What you should do ->
Give the number of lines in the material below that contain the word "BTreeSet", and nothing else.

Recorded information ->
Content starts
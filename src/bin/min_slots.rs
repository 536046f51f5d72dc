use std::process;
use std::time::Instant;

use clap::{App, load_yaml};
use fastrand::Rng;
use serde_json::json;
use tracing::error;

use exam_color::error::Result;
use exam_color::trials::run_trials;
use exam_color::util::{init_logging, read_params, print_schedule, export_results};


fn run(main_args:&clap::ArgMatches) -> Result<()> {
    let mut params = read_params(main_args)?;
    let seed = params.seed.unwrap_or_else(|| Rng::new().u64(..));

    // solve it (several times)
    let t_start = Instant::now();
    let summary = run_trials(&mut params.scheduler, params.trials, seed)?;
    let duration = t_start.elapsed().as_secs_f32();
    println!(
        "{} trials took {:.3} seconds. Minimum is: {} (trial {}, seed {})",
        summary.slot_counts.len(), duration, summary.min_slots, summary.best_trial, seed
    );
    print_schedule(&params.scheduler);
    let stats = json!({
        "primal_list": summary.slot_counts,
        "min_slots": summary.min_slots,
        "lower_bound": params.scheduler.clique_lower_bound(),
        "seed": seed,
        "time_searched": duration,
        "inst_name": params.inst_name,
        "schedule": summary.best_schedule,
    });

    // export results
    export_results(&params.scheduler, &stats, params.perf_file.as_deref(), params.sol_file.as_deref())
}

/** colors the conflict graph several times and keeps the schedule using the fewest slots */
pub fn main() {
    init_logging();
    // parse arguments
    let yaml = load_yaml!("min_slots.yml");
    let main_args = App::from_yaml(yaml).get_matches();
    if let Err(e) = run(&main_args) {
        error!("{}", e);
        eprintln!("ERROR: {}", e);
        process::exit(1);
    }
}
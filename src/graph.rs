use std::collections::{BTreeSet, HashMap};
use std::fmt;

use bit_set::BitSet;

use crate::color::{ColoringInstance, VertexId};


/** conflict graph between courses.

Vertices are course names, interned to dense ids in insertion order.
Edges are stored once in `edges` and in both directions in the adjacency
structures, so the neighbor relation is always symmetric.
Queries by name never fail: an unknown name behaves as an isolated vertex
that is not part of the graph.
*/
#[derive(Debug, Clone, Default)]
pub struct ConflictGraph {
    /// names[i]: name of vertex i
    names: Vec<String>,
    /// ids[name]: id of the vertex called name
    ids: HashMap<String, VertexId>,
    /// edges of the graph (u < v)
    edges: Vec<(VertexId,VertexId)>,
    /// adj_list[i]: list of vertices adjacent to i (insertion order)
    adj_list: Vec<Vec<VertexId>>,
    /// adj_matrix[i]: bitset of the neighbors of i
    adj_matrix: Vec<BitSet>,
}

impl ColoringInstance for ConflictGraph {
    fn nb_vertices(&self) -> usize { self.names.len() }

    fn nb_edges(&self) -> usize { self.edges.len() }

    fn neighbors(&self, u:VertexId) -> Vec<VertexId> { self.adj_list[u].clone() }

    fn degree(&self, u:VertexId) -> usize { self.adj_list[u].len() }

    fn are_adjacent(&self, u:VertexId, v:VertexId) -> bool { self.adj_matrix[u].contains(v) }

    fn edges(&self) -> &[(VertexId, VertexId)] { &self.edges }

    fn vertex_name(&self, u:VertexId) -> &str { &self.names[u] }

    fn display_statistics(&self) {
        println!("\t{} \t vertices", self.nb_vertices());
        println!("\t{} \t edges", self.nb_edges());
        let degrees:Vec<usize> = (0..self.nb_vertices()).map(|i|{ self.degree(i) }).collect();
        println!("\t{} \t min degree", degrees.iter().min().unwrap_or(&0));
        println!("\t{} \t max degree", degrees.iter().max().unwrap_or(&0));
    }
}

impl ConflictGraph {

    /// id of the vertex called name (if it exists)
    pub fn id(&self, name:&str) -> Option<VertexId> {
        self.ids.get(name).copied()
    }

    /** adds a vertex if not already present. Returns its id. */
    pub fn add_vertex(&mut self, name:&str) -> VertexId {
        if let Some(id) = self.id(name) {
            return id;
        }
        let id = self.names.len();
        self.names.push(name.to_string());
        self.ids.insert(name.to_string(), id);
        self.adj_list.push(Vec::new());
        self.adj_matrix.push(BitSet::default());
        id
    }

    /** adds the edge a-b (and a, b if absent).
    Adding an existing edge does nothing. A self-edge (a == b) only adds
    the vertex: a course never conflicts with itself.
    */
    pub fn add_edge(&mut self, a:&str, b:&str) {
        let u = self.add_vertex(a);
        let v = self.add_vertex(b);
        if u == v || self.adj_matrix[u].contains(v) {
            return;
        }
        self.adj_matrix[u].insert(v);
        self.adj_matrix[v].insert(u);
        self.adj_list[u].push(v);
        self.adj_list[v].push(u);
        self.edges.push((u.min(v), u.max(v)));
    }

    /// names of the vertices adjacent to name (empty if name is unknown)
    pub fn neighbors_of(&self, name:&str) -> BTreeSet<&str> {
        match self.id(name) {
            None => BTreeSet::new(),
            Some(u) => self.adj_list[u].iter().map(|v| self.names[*v].as_str()).collect(),
        }
    }

    /// names of all vertices
    pub fn vertices(&self) -> BTreeSet<&str> {
        self.names.iter().map(|s| s.as_str()).collect()
    }

    /// number of neighbors of name (0 if unknown)
    pub fn degree_of(&self, name:&str) -> usize {
        self.id(name).map_or(0, |u| self.degree(u))
    }

    /// true iff the graph has no vertex
    pub fn is_empty(&self) -> bool { self.names.is_empty() }

    /// number of vertices
    pub fn vertex_count(&self) -> usize { self.nb_vertices() }

    /// number of edges
    pub fn edge_count(&self) -> usize { self.nb_edges() }

    /// true iff a and b both exist and share an edge
    pub fn adjacent(&self, a:&str, b:&str) -> bool {
        match (self.id(a), self.id(b)) {
            (Some(u), Some(v)) => self.are_adjacent(u, v),
            _ => false,
        }
    }
}

impl fmt::Display for ConflictGraph {
    fn fmt(&self, f: &mut fmt::Formatter<'_>) -> fmt::Result {
        write!(f, "Graph with {} vertices and {} edges", self.vertex_count(), self.edge_count())
    }
}

/// graph with n courses, each pair conflicting with probability density/100
#[cfg(test)]
pub(crate) fn random_graph(rng:&fastrand::Rng, n:usize, density:u32) -> ConflictGraph {
    let mut g = ConflictGraph::default();
    for i in 0..n {
        g.add_vertex(&format!("C{}", i));
        for j in 0..i {
            if rng.u32(0..100) < density {
                g.add_edge(&format!("C{}", i), &format!("C{}", j));
            }
        }
    }
    g
}


#[cfg(test)]
mod tests {
    use super::*;

    #[test]
    fn test_add_vertex_idempotent() {
        let mut g = ConflictGraph::default();
        assert!(g.is_empty());
        let a = g.add_vertex("Math101");
        assert_eq!(g.add_vertex("Math101"), a);
        assert_eq!(g.vertex_count(), 1);
        assert_eq!(g.degree_of("Math101"), 0);
        assert!(!g.is_empty());
    }

    #[test]
    fn test_add_edge_adds_endpoints() {
        let mut g = ConflictGraph::default();
        g.add_edge("A", "B");
        g.add_edge("B", "A");
        g.add_edge("A", "B");
        assert_eq!(g.vertex_count(), 2);
        assert_eq!(g.edge_count(), 1);
        assert!(g.adjacent("A", "B"));
        assert!(g.adjacent("B", "A"));
    }

    #[test]
    fn test_self_edge_ignored() {
        let mut g = ConflictGraph::default();
        g.add_edge("A", "A");
        assert_eq!(g.vertex_count(), 1);
        assert_eq!(g.edge_count(), 0);
        assert!(!g.adjacent("A", "A"));
        assert!(g.neighbors_of("A").is_empty());
    }

    #[test]
    fn test_unknown_vertex_queries() {
        let mut g = ConflictGraph::default();
        g.add_edge("A", "B");
        assert!(g.neighbors_of("Z").is_empty());
        assert_eq!(g.degree_of("Z"), 0);
        assert!(!g.adjacent("A", "Z"));
        assert!(!g.adjacent("Z", "A"));
        assert_eq!(g.id("Z"), None);
    }

    #[test]
    fn test_symmetry_and_edge_count() {
        let mut g = ConflictGraph::default();
        let pairs = [("A","B"), ("A","C"), ("A","D"), ("B","E"), ("C","E"), ("D","E"), ("C","A")];
        for (a,b) in pairs.iter() {
            g.add_edge(a, b);
        }
        g.add_vertex("F");
        let mut sum_degrees = 0;
        for u in g.vertices() {
            for v in g.neighbors_of(u) {
                assert!(g.neighbors_of(v).contains(u), "{} -> {} is not symmetric", u, v);
            }
            sum_degrees += g.degree_of(u);
        }
        assert_eq!(g.edge_count(), 6);
        assert_eq!(g.edge_count(), sum_degrees / 2);
        assert_eq!(g.degree_of("A"), 3);
        assert_eq!(g.degree_of("F"), 0);
        for (u,v) in g.edges() {
            assert!(u < v);
        }
    }

    #[test]
    fn test_display() {
        let mut g = ConflictGraph::default();
        g.add_edge("A", "B");
        g.add_vertex("C");
        assert_eq!(g.to_string(), "Graph with 3 vertices and 1 edges");
        assert_eq!(
            g.vertices().into_iter().collect::<Vec<_>>(),
            vec!["A", "B", "C"]
        );
    }
}
use std::collections::BTreeMap;
use std::fs;
use std::str::FromStr;

use fastrand::Rng;
use serde::{Serialize, Deserialize};
use tracing::info;

use crate::color::{ColoringInstance, VertexId, CheckerResult, checker, color_groups};
use crate::error::{Error, Result};
use crate::graph::ConflictGraph;
use crate::search::degree_propagation::degree_propagation;
use crate::search::greedy_dsatur::greedy_dsatur;
use crate::search::greedy_clique::greedy_clique;


/** coloring algorithm used by the scheduler */
#[derive(Debug, Clone, Copy, PartialEq, Eq)]
pub enum ColoringStrategy {
    /// degree-first greedy with propagation and conflict repair
    DegreePropagation,
    /// saturation degree greedy
    Dsatur,
}

impl Default for ColoringStrategy {
    fn default() -> Self { ColoringStrategy::DegreePropagation }
}

impl FromStr for ColoringStrategy {
    type Err = Error;

    fn from_str(s: &str) -> Result<Self> {
        match s {
            "degree" => Ok(ColoringStrategy::DegreePropagation),
            "dsatur" => Ok(ColoringStrategy::Dsatur),
            _ => Err(Error::InvalidParameter { name: "strategy".to_string(), value: s.to_string() }),
        }
    }
}

/** a time slot of the schedule */
#[derive(Clone, Debug, PartialEq, Eq, Serialize, Deserialize)]
pub struct TimeSlot {
    /// human readable name ("Time Slot 1" for color 0)
    pub label: String,
    /// courses having their exam in this slot
    pub courses: Vec<String>,
}

/** assigns exam slots to courses so that two courses sharing a student
never share a slot.
*/
#[derive(Debug, Default)]
pub struct Scheduler {
    /// conflict graph
    graph: ConflictGraph,
    /// algorithm used by color_graph
    strategy: ColoringStrategy,
    /// if set, the first colored vertex is drawn from it
    rng: Option<Rng>,
    /// colors[v]: slot of vertex v (empty until color_graph is called)
    colors: Vec<Option<usize>>,
    /// slot -> courses in this slot
    color_groups: BTreeMap<usize, Vec<VertexId>>,
}

impl Scheduler {
    /// creates an empty scheduler using the given algorithm
    pub fn new(strategy:ColoringStrategy) -> Self {
        Self { strategy, ..Self::default() }
    }

    /// draws the first colored course from rng
    pub fn with_rng(mut self, rng:Rng) -> Self {
        self.rng = Some(rng);
        self
    }

    /// replaces (or removes) the random source. Returns the previous one.
    pub fn set_rng(&mut self, rng:Option<Rng>) -> Option<Rng> {
        std::mem::replace(&mut self.rng, rng)
    }

    /// algorithm used by color_graph
    pub fn strategy(&self) -> ColoringStrategy { self.strategy }

    /// conflict graph
    pub fn graph(&self) -> &ConflictGraph { &self.graph }

    /// adds a course
    pub fn add_class(&mut self, class_name:&str) {
        self.graph.add_vertex(class_name);
    }

    /// adds a conflict between two courses
    pub fn add_conflict(&mut self, class1:&str, class2:&str) {
        self.graph.add_edge(class1, class2);
    }

    /** colors the graph with the selected strategy.
    Any previous coloring is discarded. Returns course -> slot.
    */
    pub fn color_graph(&mut self) -> Result<BTreeMap<&str, usize>> {
        self.colors.clear();
        self.color_groups.clear();
        let colors = match self.strategy {
            ColoringStrategy::DegreePropagation => degree_propagation(&self.graph, self.rng.as_mut())?,
            ColoringStrategy::Dsatur => greedy_dsatur(&self.graph, self.rng.as_mut()),
        };
        self.colors = colors.into_iter().map(Some).collect();
        self.update_color_groups();
        info!(
            strategy = ?self.strategy,
            courses = self.graph.vertex_count(),
            conflicts = self.graph.edge_count(),
            slots = self.slot_count(),
            "graph colored"
        );
        Ok(self.colors())
    }

    /// recomputes slot -> courses from the colors
    fn update_color_groups(&mut self) {
        self.color_groups = color_groups(&self.colors);
    }

    /// slot of a course (None if unknown or not colored yet)
    pub fn color_of(&self, class_name:&str) -> Option<usize> {
        self.graph.id(class_name)
            .and_then(|v| self.colors.get(v).copied().flatten())
    }

    /// course -> slot for every colored course
    pub fn colors(&self) -> BTreeMap<&str, usize> {
        self.colors.iter().enumerate()
            .filter_map(|(v,c)| c.map(|c| (self.graph.vertex_name(v), c)))
            .collect()
    }

    /// number of slots used
    pub fn slot_count(&self) -> usize { self.color_groups.len() }

    /// checker result for the current coloring
    pub fn check(&self) -> CheckerResult {
        checker(&self.graph, &self.colors)
    }

    /// true iff every course has a slot and no conflicting courses share one
    pub fn is_valid_coloring(&self) -> bool {
        self.check().is_ok()
    }

    /** one entry per used slot, in slot order. */
    pub fn schedule_view(&self) -> Vec<TimeSlot> {
        self.color_groups.iter().map(|(c,group)| {
            TimeSlot {
                label: format!("Time Slot {}", c+1),
                courses: group.iter().map(|v| self.graph.vertex_name(*v).to_string()).collect(),
            }
        }).collect()
    }

    /** size of a clique found greedily: no valid schedule uses fewer slots */
    pub fn clique_lower_bound(&self) -> usize {
        greedy_clique(&self.graph).len()
    }

    /** writes a string encoding the schedule (one line per slot) */
    pub fn schedule_to_string(&self) -> String {
        let mut res = String::default();
        for slot in self.schedule_view() {
            res += format!("{}: {}\n", slot.label, slot.courses.join(", ")).as_str();
        }
        res
    }

    /** writes the schedule into a file. each line corresponds to a slot. */
    pub fn write_schedule(&self, filename:&str) -> Result<()> {
        fs::write(filename, self.schedule_to_string())
            .map_err(|source| Error::Export { path: filename.into(), source })
    }
}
Content ends
Your solution ->
4